Fachada do Ministério da Fazenda, em Brasília — operação reforça captação externa do país - Foto: Marcelo Camargo/Agência Brasil (Alô Rondônia)
Operação registra recorde para papéis de dez anos e amplia confiança do mercado externo
Porto Velho, Rondônia – O Brasil iniciou 2026 com forte movimentação no mercado financeiro internacional. O Tesouro Nacional confirmou a captação de US$ 4,5 bilhões em títulos soberanos emitidos nos Estados Unidos, marcando a primeira operação do ano e registrando volume recorde para papéis com vencimento em dez anos.
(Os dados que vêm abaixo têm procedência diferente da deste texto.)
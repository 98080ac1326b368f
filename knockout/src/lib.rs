//! # Knockout
//!
//! A single-elimination tournament engine with a third-place match.
//!
//! Competitors register against a tournament; once the bracket is generated
//! registration closes and the engine tracks every match from the first
//! round to the final. Rounds with an odd number of entrants carry bye
//! slots, which are resolved automatically as competitors arrive in them.
//!
//! ## Core Modules
//!
//! - [`bracket`]: Bracket building, bye resolution, result recording and progression
//! - [`db`]: Transactional storage (PostgreSQL and in-memory)
//!
//! Every engine operation runs inside a single store transaction: it either
//! commits completely or leaves the store untouched.

/// Bracket engine.
pub mod bracket;
pub use bracket::{
    BracketError, BracketManager, BracketResult, BracketSlot, Competitor, Draw, Group, Standings,
    Tournament,
};

/// Storage layer.
pub mod db;
pub use db::{BracketStore, Database, DatabaseConfig, MemoryBracketStore, PgBracketStore};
GLOBAL 2036 BATE RECORDE DE VOLUME
A maior parte da operação — US$ 3,5 bilhões — veio da emissão do Global 2036, título com vencimento em 22 de maio de 2036.
O papel foi lançado com:
- Juros de 6,4% ao ano
- Cupom semestral de 6,25%
- Spread de 220 pontos-base acima dos títulos do Tesouro dos EUA
Esse é o maior volume já captado em um único lançamento de título brasileiro de dez anos.
GLOBAL 2056: MENOR SPREAD EM 12 ANOS
A reabertura do título Global 2056 — com vencimento em 12 de janeiro de 2056 — garantiu ao Brasil mais US$ 1 bilhão, com condições consideradas favoráveis pelo mercado:
- Juros de 7,3% ao ano
- Cupom de 7,25%
- Spread de 245 pontos-base
Segundo o Tesouro, esse é o menor spread para um título brasileiro de 30 anos desde 2014, indicando percepção de risco mais baixa por parte de investidores internacionais.
ALTA DEMANDA REFORÇA CONFIANÇA
A procura superou amplamente o volume ofertado:
a demanda atingiu US$ 12 bilhões, cerca de 2,7 vezes a emissão.
O Tesouro afirmou que o desempenho reforça a credibilidade da dívida soberana brasileira e a visão positiva do mercado internacional sobre a condução econômica do país.
A operação foi coordenada por HSBC, JP Morgan, Santander e Sumitomo.
RECURSOS IRÃO PARA RESERVAS INTERNACIONAIS
O montante captado — US$ 4,5 bilhões — será incorporado às reservas internacionais do Brasil em 19 de fevereiro.
O governo destaca que os títulos soberanos de longo prazo continuam sendo um instrumento estratégico para:
- diversificar fontes de financiamento,
- fortalecer a posição internacional do país,
- e ampliar a previsibilidade da dívida pública.